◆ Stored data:

┄┄┄┄┄┄┄┄┄┄┄┄┄┄┄┄┄┄┄┄

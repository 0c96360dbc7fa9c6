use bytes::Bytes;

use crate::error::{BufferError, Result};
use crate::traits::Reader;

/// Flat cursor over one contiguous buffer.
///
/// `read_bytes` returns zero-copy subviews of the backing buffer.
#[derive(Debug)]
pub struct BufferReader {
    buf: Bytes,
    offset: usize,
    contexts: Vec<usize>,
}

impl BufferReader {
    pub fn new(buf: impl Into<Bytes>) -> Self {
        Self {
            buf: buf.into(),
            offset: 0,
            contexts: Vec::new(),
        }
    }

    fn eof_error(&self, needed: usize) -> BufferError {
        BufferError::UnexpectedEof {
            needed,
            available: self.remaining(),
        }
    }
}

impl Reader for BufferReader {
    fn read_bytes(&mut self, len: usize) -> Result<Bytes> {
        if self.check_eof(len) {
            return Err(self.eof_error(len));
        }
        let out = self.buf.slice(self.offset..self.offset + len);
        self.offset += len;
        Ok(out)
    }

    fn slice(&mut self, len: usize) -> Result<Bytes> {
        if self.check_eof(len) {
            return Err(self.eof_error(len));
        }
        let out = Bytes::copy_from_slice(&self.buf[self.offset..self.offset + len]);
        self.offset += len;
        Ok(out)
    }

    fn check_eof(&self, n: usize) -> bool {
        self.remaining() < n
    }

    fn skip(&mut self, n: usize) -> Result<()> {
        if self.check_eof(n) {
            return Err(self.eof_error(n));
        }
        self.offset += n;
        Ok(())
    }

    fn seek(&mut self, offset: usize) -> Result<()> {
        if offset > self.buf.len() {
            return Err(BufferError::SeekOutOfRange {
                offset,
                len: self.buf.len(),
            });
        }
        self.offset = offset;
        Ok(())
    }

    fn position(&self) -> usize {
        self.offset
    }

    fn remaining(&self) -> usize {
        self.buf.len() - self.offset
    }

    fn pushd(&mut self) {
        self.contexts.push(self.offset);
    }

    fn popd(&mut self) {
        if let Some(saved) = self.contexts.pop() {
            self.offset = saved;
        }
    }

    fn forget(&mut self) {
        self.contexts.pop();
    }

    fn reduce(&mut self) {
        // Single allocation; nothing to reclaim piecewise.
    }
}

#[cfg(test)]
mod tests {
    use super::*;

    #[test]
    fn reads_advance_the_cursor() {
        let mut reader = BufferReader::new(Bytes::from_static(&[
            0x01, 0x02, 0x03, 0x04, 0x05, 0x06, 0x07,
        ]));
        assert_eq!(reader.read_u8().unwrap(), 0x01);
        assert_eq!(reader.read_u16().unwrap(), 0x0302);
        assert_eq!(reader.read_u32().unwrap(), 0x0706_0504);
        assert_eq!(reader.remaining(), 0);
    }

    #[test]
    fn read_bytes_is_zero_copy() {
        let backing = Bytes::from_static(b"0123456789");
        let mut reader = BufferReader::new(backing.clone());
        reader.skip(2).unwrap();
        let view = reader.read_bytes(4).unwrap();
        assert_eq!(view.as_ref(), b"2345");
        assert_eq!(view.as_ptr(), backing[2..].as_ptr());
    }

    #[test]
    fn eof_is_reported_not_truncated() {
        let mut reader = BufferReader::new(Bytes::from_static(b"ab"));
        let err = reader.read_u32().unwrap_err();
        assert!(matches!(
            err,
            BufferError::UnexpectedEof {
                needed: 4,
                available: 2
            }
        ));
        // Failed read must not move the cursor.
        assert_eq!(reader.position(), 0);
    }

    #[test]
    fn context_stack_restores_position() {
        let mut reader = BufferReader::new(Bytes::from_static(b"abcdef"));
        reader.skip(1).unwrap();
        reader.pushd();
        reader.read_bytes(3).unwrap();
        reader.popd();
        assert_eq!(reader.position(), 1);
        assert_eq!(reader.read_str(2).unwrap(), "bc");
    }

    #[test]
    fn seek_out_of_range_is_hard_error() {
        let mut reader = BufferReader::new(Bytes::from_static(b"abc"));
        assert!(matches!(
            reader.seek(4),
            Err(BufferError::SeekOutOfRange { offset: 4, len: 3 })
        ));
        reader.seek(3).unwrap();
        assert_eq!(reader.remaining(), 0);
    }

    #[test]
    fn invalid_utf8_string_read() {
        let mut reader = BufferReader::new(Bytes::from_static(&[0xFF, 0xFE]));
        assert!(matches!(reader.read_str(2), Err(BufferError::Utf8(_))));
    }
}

┄┄┄┄┄┄┄┄┄┄┄┄┄┄┄┄┄┄┄┄

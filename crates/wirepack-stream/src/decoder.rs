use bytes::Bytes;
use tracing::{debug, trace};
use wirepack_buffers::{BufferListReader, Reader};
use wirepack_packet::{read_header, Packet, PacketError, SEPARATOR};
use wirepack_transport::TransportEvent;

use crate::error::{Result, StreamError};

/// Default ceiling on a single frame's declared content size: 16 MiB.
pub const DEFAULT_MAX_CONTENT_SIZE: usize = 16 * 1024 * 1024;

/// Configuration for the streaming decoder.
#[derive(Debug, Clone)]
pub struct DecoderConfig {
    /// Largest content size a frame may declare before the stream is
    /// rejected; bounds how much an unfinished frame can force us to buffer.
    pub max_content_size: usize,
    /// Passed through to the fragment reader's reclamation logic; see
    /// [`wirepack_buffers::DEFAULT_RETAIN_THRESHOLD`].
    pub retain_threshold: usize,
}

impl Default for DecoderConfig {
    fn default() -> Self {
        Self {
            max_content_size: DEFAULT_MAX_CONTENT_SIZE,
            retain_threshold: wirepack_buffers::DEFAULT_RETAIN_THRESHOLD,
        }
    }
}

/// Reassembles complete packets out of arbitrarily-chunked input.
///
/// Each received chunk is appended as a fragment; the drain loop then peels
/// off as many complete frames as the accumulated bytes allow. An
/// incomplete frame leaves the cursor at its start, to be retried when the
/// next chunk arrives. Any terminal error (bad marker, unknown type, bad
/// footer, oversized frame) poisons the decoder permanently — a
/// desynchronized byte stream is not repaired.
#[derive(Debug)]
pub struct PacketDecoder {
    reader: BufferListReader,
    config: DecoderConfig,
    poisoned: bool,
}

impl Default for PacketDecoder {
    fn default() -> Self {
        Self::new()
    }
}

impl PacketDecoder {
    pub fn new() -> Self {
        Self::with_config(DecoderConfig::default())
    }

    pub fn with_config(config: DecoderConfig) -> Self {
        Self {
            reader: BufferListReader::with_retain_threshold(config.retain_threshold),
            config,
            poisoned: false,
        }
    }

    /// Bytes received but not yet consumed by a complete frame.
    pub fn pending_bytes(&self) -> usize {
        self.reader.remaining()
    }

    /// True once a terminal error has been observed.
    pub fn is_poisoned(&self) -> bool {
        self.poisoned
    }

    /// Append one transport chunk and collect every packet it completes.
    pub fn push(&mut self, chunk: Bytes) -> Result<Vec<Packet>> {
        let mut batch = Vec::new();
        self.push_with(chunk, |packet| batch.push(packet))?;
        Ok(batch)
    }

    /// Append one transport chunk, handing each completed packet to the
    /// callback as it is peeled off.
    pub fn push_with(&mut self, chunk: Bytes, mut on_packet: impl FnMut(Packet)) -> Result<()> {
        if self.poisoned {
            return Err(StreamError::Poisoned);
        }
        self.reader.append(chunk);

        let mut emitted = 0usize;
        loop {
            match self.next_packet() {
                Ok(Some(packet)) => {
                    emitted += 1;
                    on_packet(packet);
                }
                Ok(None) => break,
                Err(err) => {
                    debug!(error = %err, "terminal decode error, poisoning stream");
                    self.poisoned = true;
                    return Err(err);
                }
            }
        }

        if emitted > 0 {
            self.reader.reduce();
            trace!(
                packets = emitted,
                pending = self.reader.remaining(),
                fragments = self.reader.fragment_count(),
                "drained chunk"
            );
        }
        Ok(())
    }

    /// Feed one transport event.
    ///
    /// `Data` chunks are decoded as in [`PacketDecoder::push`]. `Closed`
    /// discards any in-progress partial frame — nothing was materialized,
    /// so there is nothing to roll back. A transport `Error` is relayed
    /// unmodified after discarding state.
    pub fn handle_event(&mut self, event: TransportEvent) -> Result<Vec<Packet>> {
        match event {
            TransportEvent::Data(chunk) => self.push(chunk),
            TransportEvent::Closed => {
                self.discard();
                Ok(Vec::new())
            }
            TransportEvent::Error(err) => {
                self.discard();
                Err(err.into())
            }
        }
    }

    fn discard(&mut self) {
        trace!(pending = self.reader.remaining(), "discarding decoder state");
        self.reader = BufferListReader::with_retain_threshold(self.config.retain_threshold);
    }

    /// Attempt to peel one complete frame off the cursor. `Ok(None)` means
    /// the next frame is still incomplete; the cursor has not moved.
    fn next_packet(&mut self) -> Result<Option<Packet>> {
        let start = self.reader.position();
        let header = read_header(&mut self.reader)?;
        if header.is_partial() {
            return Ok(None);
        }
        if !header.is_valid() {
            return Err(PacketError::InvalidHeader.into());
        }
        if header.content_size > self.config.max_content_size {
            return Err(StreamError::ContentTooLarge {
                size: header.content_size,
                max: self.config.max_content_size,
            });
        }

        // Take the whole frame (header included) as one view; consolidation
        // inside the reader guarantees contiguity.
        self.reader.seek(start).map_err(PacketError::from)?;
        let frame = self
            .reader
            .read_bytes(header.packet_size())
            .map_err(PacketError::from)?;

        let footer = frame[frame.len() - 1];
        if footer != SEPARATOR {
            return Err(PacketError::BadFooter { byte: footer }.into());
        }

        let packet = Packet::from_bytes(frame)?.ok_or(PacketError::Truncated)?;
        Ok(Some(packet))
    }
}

┄┄┄┄┄┄┄┄┄┄┄┄┄┄┄┄┄┄┄┄

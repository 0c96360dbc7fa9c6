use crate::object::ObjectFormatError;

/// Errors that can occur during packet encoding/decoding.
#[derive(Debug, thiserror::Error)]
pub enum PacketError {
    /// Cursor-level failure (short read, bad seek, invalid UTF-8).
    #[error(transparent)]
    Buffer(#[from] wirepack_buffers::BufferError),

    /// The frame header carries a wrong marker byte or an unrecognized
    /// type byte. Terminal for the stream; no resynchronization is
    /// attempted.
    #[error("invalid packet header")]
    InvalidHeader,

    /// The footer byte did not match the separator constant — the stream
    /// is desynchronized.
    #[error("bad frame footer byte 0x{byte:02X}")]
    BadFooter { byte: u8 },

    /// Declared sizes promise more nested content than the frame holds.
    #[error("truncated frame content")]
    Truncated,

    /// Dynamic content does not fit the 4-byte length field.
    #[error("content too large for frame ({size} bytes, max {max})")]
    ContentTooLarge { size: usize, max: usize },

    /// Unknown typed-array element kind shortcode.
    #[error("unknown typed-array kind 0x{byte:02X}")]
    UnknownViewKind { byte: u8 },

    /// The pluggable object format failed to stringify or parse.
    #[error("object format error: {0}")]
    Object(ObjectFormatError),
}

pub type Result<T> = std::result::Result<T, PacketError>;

┄┄┄┄┄┄┄┄┄┄┄┄┄┄┄┄┄┄┄┄

Retype exactly, and only, the lines above from the one where "pub fn is_poisoned(&self)" occurs up to and including the one where "decode error, poisoning" occurs.

◆ Answer space:
    pub fn is_poisoned(&self) -> bool {
        self.poisoned
    }

    /// Append one transport chunk and collect every packet it completes.
    pub fn push(&mut self, chunk: Bytes) -> Result<Vec<Packet>> {
        let mut batch = Vec::new();
        self.push_with(chunk, |packet| batch.push(packet))?;
        Ok(batch)
    }

    /// Append one transport chunk, handing each completed packet to the
    /// callback as it is peeled off.
    pub fn push_with(&mut self, chunk: Bytes, mut on_packet: impl FnMut(Packet)) -> Result<()> {
        if self.poisoned {
            return Err(StreamError::Poisoned);
        }
        self.reader.append(chunk);

        let mut emitted = 0usize;
        loop {
            match self.next_packet() {
                Ok(Some(packet)) => {
                    emitted += 1;
                    on_packet(packet);
                }
                Ok(None) => break,
                Err(err) => {
                    debug!(error = %err, "terminal decode error, poisoning stream");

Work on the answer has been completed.